By Mike Williscraft
An interim control bylaw for cannabis cultivation and production – with a term of one year – was approved at a special meeting of Lincoln council on Monday night.
The move was part of a meeting that lasted nearly two-and-a-half hours and included two major staff reports and several delegations from Lincoln residents who voiced serious concerns on several topics.
As well, council opted to defer a vote on whether or not to be an opt in or opt out community for cannabis retail outlets.
The deadline for deciding on retail is Jan. 22. Council said they plan to seek more public input before pulling the trigger on a decision.
Much of the discussion at the meeting revolved around existing grow operations where there are major odour issues emanating through neighbourhoods.
On the topic of potentially opting into allowing retail in the municipality, councillors asked many questions of Luke Tucceri and Brian Barbadoro,
who spoke as a delegation to the meeting.
While the duo outlined safety, legal and financial benefits to allowing cannabis retail in the community, council members had many questions about everything from store hours to how they would market product to how the 19-year-old minimum age would be monitored on-site.
Tucceri said, if they eventually are awarded a location, age would be monitored at the door as a bar would do checking ID before someone enters. This could occur again when a customer goes to a window inside the shop to pay for their goods.
As for marketing, Tucceri said they are not permitted to do anything, no ads, no flyers. He said any marketing is limited to their storefront window – they operate Simply Vapes on Ontario Street in Beamsville, currently – and even that is severely limited.
Any infractions bring severe penalties, they said.
The recurring theme among the comments regarding interim control bylaw was the need gain control over issues having a negative impact on residents.
The repeated case in point was the grow-op on 15th Street in Jordan which was repeatedly castigated for greatly hampering many residents’ ability to be outdoors on their property and having the smell from the site.
“I knew the day they started,” said John Michael Dykstra, who said he looks out the window of his home to see the 15th Street grow op.

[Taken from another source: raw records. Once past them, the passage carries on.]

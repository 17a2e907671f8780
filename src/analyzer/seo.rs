//! Structural SEO analysis: meta tags, headings, links, images, inline assets.

use url::Url;

use super::{AnalyzerOutput, PageAnalyzer};
use crate::snapshot::PageSnapshot;
use crate::{AnalysisError, Category, Finding, MetricId, MetricValue, RawMetric, Severity};

/// Meta description shorter than this is flagged as too short.
const DESCRIPTION_MIN: usize = 50;
/// Meta description longer than this is flagged as too long.
const DESCRIPTION_MAX: usize = 160;

/// Analyzer for the structural SEO category.
pub struct SeoAnalyzer;

impl SeoAnalyzer {
    pub fn new() -> Self {
        Self
    }

    fn analyze_title(&self, snapshot: &PageSnapshot, out: &mut AnalyzerOutput) {
        let title = snapshot.tree.first("title").map(|t| t.text.clone());
        let length = title.as_deref().map(str::len).unwrap_or(0);
        out.metrics.push(RawMetric::new(
            MetricId::TitleLength,
            MetricValue::Count(length as u64),
        ));

        if title.is_none() || length == 0 {
            out.findings.push(Finding::new(
                Category::Seo,
                Severity::Warning,
                "missing <title> tag",
            ));
        }
    }

    fn analyze_description(&self, snapshot: &PageSnapshot, out: &mut AnalyzerOutput) {
        let description = snapshot.tree.meta_content("description");
        let length = description.map(str::len).unwrap_or(0);
        out.metrics.push(RawMetric::new(
            MetricId::MetaDescriptionLength,
            MetricValue::Count(length as u64),
        ));

        match length {
            0 => out.findings.push(Finding::new(
                Category::Seo,
                Severity::Warning,
                "missing meta description",
            )),
            l if l < DESCRIPTION_MIN => out.findings.push(Finding::new(
                Category::Seo,
                Severity::Info,
                format!(
                    "meta description is short ({} chars, aim for {}-{})",
                    l, DESCRIPTION_MIN, DESCRIPTION_MAX
                ),
            )),
            l if l > DESCRIPTION_MAX => out.findings.push(Finding::new(
                Category::Seo,
                Severity::Info,
                format!(
                    "meta description is long ({} chars, may be truncated beyond {})",
                    l, DESCRIPTION_MAX
                ),
            )),
            _ => {}
        }
    }

    fn analyze_headings(&self, snapshot: &PageSnapshot, out: &mut AnalyzerOutput) {
        let h1_count = snapshot.tree.count("h1");
        out.metrics.push(RawMetric::new(
            MetricId::H1Count,
            MetricValue::Count(h1_count as u64),
        ));

        match h1_count {
            0 => out.findings.push(Finding::new(
                Category::Seo,
                Severity::Warning,
                "no H1 heading on the page",
            )),
            1 => {}
            n => out.findings.push(Finding::new(
                Category::Seo,
                Severity::Warning,
                format!("{} H1 headings found, expected exactly one", n),
            )),
        }
    }

    fn analyze_links(&self, snapshot: &PageSnapshot, out: &mut AnalyzerOutput) {
        let mut internal: u64 = 0;
        let mut external: u64 = 0;

        for link in snapshot.tree.elements("a") {
            let Some(href) = link.attr("href") else {
                continue;
            };
            if href.starts_with("mailto:")
                || href.starts_with("tel:")
                || href.starts_with("javascript:")
            {
                continue;
            }
            if Self::is_internal(&snapshot.url, href) {
                internal += 1;
            } else {
                external += 1;
            }
        }

        let total = internal + external;
        let ratio = if total > 0 {
            internal as f64 / total as f64
        } else {
            0.0
        };

        out.metrics.push(RawMetric::new(
            MetricId::InternalLinkCount,
            MetricValue::Count(internal),
        ));
        out.metrics.push(RawMetric::new(
            MetricId::ExternalLinkCount,
            MetricValue::Count(external),
        ));
        out.metrics.push(RawMetric::new(
            MetricId::InternalLinkRatio,
            MetricValue::Ratio(ratio),
        ));

        if total == 0 {
            out.findings.push(Finding::new(
                Category::Seo,
                Severity::Info,
                "page has no links",
            ));
        }
    }

    /// Relative hrefs and same-host absolute hrefs count as internal.
    fn is_internal(base: &Url, href: &str) -> bool {
        match base.join(href) {
            Ok(resolved) => resolved.host_str() == base.host_str(),
            // An href the URL parser rejects can't leave the site
            Err(_) => true,
        }
    }

    fn analyze_images(&self, snapshot: &PageSnapshot, out: &mut AnalyzerOutput) {
        let total = snapshot.tree.count("img");
        let missing_alt = snapshot
            .tree
            .elements("img")
            .filter(|img| img.attr("alt").map(str::trim).unwrap_or("").is_empty())
            .count();

        out.metrics.push(RawMetric::new(
            MetricId::ImagesMissingAlt,
            MetricValue::Count(missing_alt as u64),
        ));

        if missing_alt > 0 {
            out.findings.push(Finding::new(
                Category::Seo,
                Severity::Warning,
                format!("{} of {} images missing alt text", missing_alt, total),
            ));
        }
    }

    fn analyze_inline_assets(&self, snapshot: &PageSnapshot, out: &mut AnalyzerOutput) {
        let inline_scripts = snapshot
            .tree
            .elements("script")
            .filter(|s| s.attr("src").is_none())
            .count();
        let style_blocks = snapshot.tree.count("style");
        let inline = inline_scripts + style_blocks;

        out.metrics.push(RawMetric::new(
            MetricId::InlineAssets,
            MetricValue::Count(inline as u64),
        ));

        if inline > 0 {
            out.findings.push(Finding::new(
                Category::Seo,
                Severity::Info,
                format!(
                    "{} inline script/style blocks, consider moving to external assets",
                    inline
                ),
            ));
        }
    }
}

impl Default for SeoAnalyzer {
    fn default() -> Self {
        Self::new()
    }
}

impl PageAnalyzer for SeoAnalyzer {
    fn category(&self) -> Category {
        Category::Seo
    }

    fn analyze(&self, snapshot: &PageSnapshot) -> Result<AnalyzerOutput, AnalysisError> {
        if snapshot.tree.is_empty() {
            return Err(AnalysisError::MalformedInput(
                "page produced an empty tag tree".to_string(),
            ));
        }

        let mut out = AnalyzerOutput::default();
        self.analyze_title(snapshot, &mut out);
        self.analyze_description(snapshot, &mut out);
        self.analyze_headings(snapshot, &mut out);
        self.analyze_links(snapshot, &mut out);
        self.analyze_images(snapshot, &mut out);
        self.analyze_inline_assets(snapshot, &mut out);
        Ok(out)
    }
}

#[cfg(test)]
mod tests {
    use super::*;

    fn metric(out: &AnalyzerOutput, id: MetricId) -> MetricValue {
        out.metrics
            .iter()
            .find(|m| m.id == id)
            .map(|m| m.value)
            .expect("metric present")
    }

    fn analyze(html: &str) -> AnalyzerOutput {
        let snapshot = PageSnapshot::from_html("https://example.com/page", html);
        SeoAnalyzer::new().analyze(&snapshot).unwrap()
    }

    #[test]
    fn test_empty_tree_is_malformed_input() {
        let snapshot = PageSnapshot::from_html("https://example.com/", "");
        let err = SeoAnalyzer::new().analyze(&snapshot).unwrap_err();
        assert!(matches!(err, AnalysisError::MalformedInput(_)));
    }

    #[test]
    fn test_title_and_description_lengths() {
        let out = analyze(
            r#"<html><head>
                <title>Hello</title>
                <meta name="description" content="Short.">
            </head><body><h1>H</h1></body></html>"#,
        );
        assert_eq!(metric(&out, MetricId::TitleLength), MetricValue::Count(5));
        assert_eq!(
            metric(&out, MetricId::MetaDescriptionLength),
            MetricValue::Count(6)
        );
        assert!(out
            .findings
            .iter()
            .any(|f| f.message.contains("description is short")));
    }

    #[test]
    fn test_missing_title_and_description_flagged() {
        let out = analyze("<html><body><p>text</p></body></html>");
        assert_eq!(metric(&out, MetricId::TitleLength), MetricValue::Count(0));
        assert!(out.findings.iter().any(|f| f.message.contains("<title>")));
        assert!(out
            .findings
            .iter()
            .any(|f| f.message == "missing meta description"));
    }

    #[test]
    fn test_multiple_h1_flagged() {
        let out = analyze("<body><h1>a</h1><h1>b</h1></body>");
        assert_eq!(metric(&out, MetricId::H1Count), MetricValue::Count(2));
        assert!(out
            .findings
            .iter()
            .any(|f| f.message.contains("expected exactly one")));
    }

    #[test]
    fn test_link_classification() {
        let out = analyze(
            r#"<body>
                <a href="/about">about</a>
                <a href="https://example.com/contact">contact</a>
                <a href="https://other.org/">other</a>
                <a href="mailto:hi@example.com">mail</a>
            </body>"#,
        );
        assert_eq!(
            metric(&out, MetricId::InternalLinkCount),
            MetricValue::Count(2)
        );
        assert_eq!(
            metric(&out, MetricId::ExternalLinkCount),
            MetricValue::Count(1)
        );
        match metric(&out, MetricId::InternalLinkRatio) {
            MetricValue::Ratio(r) => assert!((r - 2.0 / 3.0).abs() < 1e-9),
            other => panic!("expected ratio, got {:?}", other),
        }
    }

    #[test]
    fn test_images_missing_alt() {
        let out = analyze(
            r#"<body>
                <img src="a.png" alt="described">
                <img src="b.png" alt="">
                <img src="c.png">
            </body>"#,
        );
        assert_eq!(
            metric(&out, MetricId::ImagesMissingAlt),
            MetricValue::Count(2)
        );
        assert!(out
            .findings
            .iter()
            .any(|f| f.message.contains("2 of 3 images")));
    }

    #[test]
    fn test_inline_assets_counted() {
        let out = analyze(
            r#"<head>
                <script src="app.js"></script>
                <script>inline()</script>
                <style>.a{}</style>
            </head><body></body>"#,
        );
        assert_eq!(metric(&out, MetricId::InlineAssets), MetricValue::Count(2));
    }
}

“It permeates my house. It permeates my life.”
While many at the meeting talked about having some form of bylaw in place to ensure such occurrences can’t happen, Dykstra noted the law is already in place at the federal level.
“It’s right there, in Section 61 of the Act,” Dykstra said, suggesting council just copy/paste the federal guideline to have zero odour emissions from grow sites and place it in as a bylaw. He said there would be zero legal homework to do as any grow-op would already have to adhere to the exact same guideline: nothing would be new.
When giving a staff report to council, CAO Mike Kirkopoulos said the main issue is enforcement.
“There shouldn’t be any odours. It is really up to Health Canada to enforce the law,” said Kirkopoulos.
Many residents, including Kristen Dias, Joyce and Harold Galenkamp and Tim Conway who all spoke as delegations, begged council for relief.
“There seems to be a wild west attitude (with some operators). I and many of my neighbours implore council to take action.
With the one-year freeze on new development in place, council will set about seeking remedies for current problems.
Council voted to make the ULinc program permanent at an annual cost of $298,000. It had been a pilot project in 2018 at a cost of $145,000.